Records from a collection
· · ·
//! Proving collaborator.
//!
//! The prover turns the period's payload artifacts and an operation name into
//! a verdict plus opaque proof bytes. `SubprocessProver` runs an external
//! command; tests substitute their own `Prover`.

use async_trait::async_trait;
use std::collections::HashMap;
use std::path::PathBuf;
use tracing::debug;
use zkattest_core::PeriodId;

use crate::error::{OrchestratorError, Result};
use crate::process::{exit_label, stderr_tail, CommandTemplate, Placeholder};

/// Inputs for one proving run.
#[derive(Debug, Clone)]
pub struct ProofRequest {
    pub period: PeriodId,
    pub operation: String,
    /// Payload artifacts in role order
    pub inputs: Vec<PathBuf>,
    /// Where the prover must write the proof
    pub output: PathBuf,
}

/// Verdict and proof bytes.
#[derive(Debug, Clone, PartialEq, Eq)]
pub struct ProofOutput {
    pub passed: bool,
    pub proof: Vec<u8>,
}

/// Given artifact paths and parameters, return proof bytes or a typed failure.
#[async_trait]
pub trait Prover: Send + Sync {
    async fn prove(&self, request: &ProofRequest) -> Result<ProofOutput>;
}

/// Runs an external prover command.
///
/// Contract: exit code 0, a non-empty proof file at `{output}`, and a verdict
/// as the last non-empty stdout line (`passed`/`true` or `failed`/`false`).
#[derive(Debug, Clone)]
pub struct SubprocessProver {
    template: CommandTemplate,
}

impl SubprocessProver {
    pub fn new(template: CommandTemplate) -> Self {
        Self { template }
    }

    pub fn from_argv(argv: &[String]) -> Result<Self> {
        Ok(Self::new(CommandTemplate::parse(argv)?))
    }
}

#[async_trait]
impl Prover for SubprocessProver {
    async fn prove(&self, request: &ProofRequest) -> Result<ProofOutput> {
        let period = request.period;
        let mut vars = HashMap::new();
        vars.insert("operation", Placeholder::One(request.operation.clone()));
        vars.insert(
            "inputs",
            Placeholder::Many(
                request
                    .inputs
                    .iter()
                    .map(|p| p.display().to_string())
                    .collect(),
            ),
        );
        vars.insert(
            "output",
            Placeholder::One(request.output.display().to_string()),
        );

        debug!(
            "Running prover {} for period {} ({} inputs)",
            self.template.program(),
            period,
            request.inputs.len()
        );

        let output = self
            .template
            .command(&vars)
            .output()
            .await
            .map_err(|e| OrchestratorError::ProvingFailed {
                period,
                detail: format!("failed to spawn {}: {}", self.template.program(), e),
            })?;

        if !output.status.success() {
            return Err(OrchestratorError::ProvingFailed {
                period,
                detail: format!("{}: {}", exit_label(&output), stderr_tail(&output)),
            });
        }

        let stdout = String::from_utf8_lossy(&output.stdout);
        let passed = parse_verdict(&stdout).ok_or_else(|| OrchestratorError::ProvingFailed {
            period,
            detail: "prover printed no verdict".to_string(),
        })?;

        let proof = std::fs::read(&request.output).map_err(|e| {
            OrchestratorError::ArtifactMissing {
                period,
                detail: format!("proof {} unreadable: {}", request.output.display(), e),
            }
        })?;
        if proof.is_empty() {
            return Err(OrchestratorError::ArtifactMissing {
                period,
                detail: format!("proof {} is empty", request.output.display()),
            });
        }

        Ok(ProofOutput { passed, proof })
    }
}

/// Read the verdict from the last non-empty line of prover output.
pub fn parse_verdict(stdout: &str) -> Option<bool> {
    let line = stdout.lines().rev().find(|l| !l.trim().is_empty())?;
    match line.trim().to_ascii_lowercase().as_str() {
        "passed" | "pass" | "true" => Some(true),
        "failed" | "fail" | "false" => Some(false),
        _ => None,
    }
}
· · ·
Exercise
Please retype the data above exactly, including every line.

Exercise response
//! Proving collaborator.
//!
//! The prover turns the period's payload artifacts and an operation name into
//! a verdict plus opaque proof bytes. `SubprocessProver` runs an external
//! command; tests substitute their own `Prover`.

use async_trait::async_trait;
use std::collections::HashMap;
use std::path::PathBuf;
use tracing::debug;
use zkattest_core::PeriodId;

use crate::error::{OrchestratorError, Result};
use crate::process::{exit_label, stderr_tail, CommandTemplate, Placeholder};

/// Inputs for one proving run.
#[derive(Debug, Clone)]
pub struct ProofRequest {
    pub period: PeriodId,
    pub operation: String,
    /// Payload artifacts in role order
    pub inputs: Vec<PathBuf>,
    /// Where the prover must write the proof
    pub output: PathBuf,
}

/// Verdict and proof bytes.
#[derive(Debug, Clone, PartialEq, Eq)]
pub struct ProofOutput {
    pub passed: bool,
    pub proof: Vec<u8>,
}

/// Given artifact paths and parameters, return proof bytes or a typed failure.
#[async_trait]
pub trait Prover: Send + Sync {
    async fn prove(&self, request: &ProofRequest) -> Result<ProofOutput>;
}

/// Runs an external prover command.
///
/// Contract: exit code 0, a non-empty proof file at `{output}`, and a verdict
/// as the last non-empty stdout line (`passed`/`true` or `failed`/`false`).
#[derive(Debug, Clone)]
pub struct SubprocessProver {
    template: CommandTemplate,
}

impl SubprocessProver {
    pub fn new(template: CommandTemplate) -> Self {
        Self { template }
    }

    pub fn from_argv(argv: &[String]) -> Result<Self> {
        Ok(Self::new(CommandTemplate::parse(argv)?))
    }
}

#[async_trait]
impl Prover for SubprocessProver {
    async fn prove(&self, request: &ProofRequest) -> Result<ProofOutput> {
        let period = request.period;
        let mut vars = HashMap::new();
        vars.insert("operation", Placeholder::One(request.operation.clone()));
        vars.insert(
            "inputs",
            Placeholder::Many(
                request
                    .inputs
                    .iter()
                    .map(|p| p.display().to_string())
                    .collect(),
            ),
        );
        vars.insert(
            "output",
            Placeholder::One(request.output.display().to_string()),
        );

        debug!(
            "Running prover {} for period {} ({} inputs)",
            self.template.program(),
            period,
            request.inputs.len()
        );

        let output = self
            .template
            .command(&vars)
            .output()
            .await
            .map_err(|e| OrchestratorError::ProvingFailed {
                period,
                detail: format!("failed to spawn {}: {}", self.template.program(), e),
            })?;

        if !output.status.success() {
            return Err(OrchestratorError::ProvingFailed {
                period,
                detail: format!("{}: {}", exit_label(&output), stderr_tail(&output)),
            });
        }

        let stdout = String::from_utf8_lossy(&output.stdout);
        let passed = parse_verdict(&stdout).ok_or_else(|| OrchestratorError::ProvingFailed {
            period,
            detail: "prover printed no verdict".to_string(),
        })?;

        let proof = std::fs::read(&request.output).map_err(|e| {
            OrchestratorError::ArtifactMissing {
                period,
                detail: format!("proof {} unreadable: {}", request.output.display(), e),
            }
        })?;
        if proof.is_empty() {
            return Err(OrchestratorError::ArtifactMissing {
                period,
                detail: format!("proof {} is empty", request.output.display()),
            });
        }

        Ok(ProofOutput { passed, proof })
    }
}

/// Read the verdict from the last non-empty line of prover output.
pub fn parse_verdict(stdout: &str) -> Option<bool> {
    let line = stdout.lines().rev().find(|l| !l.trim().is_empty())?;
    match line.trim().to_ascii_lowercase().as_str() {
        "passed" | "pass" | "true" => Some(true),
        "failed" | "fail" | "false" => Some(false),
        _ => None,
    }
}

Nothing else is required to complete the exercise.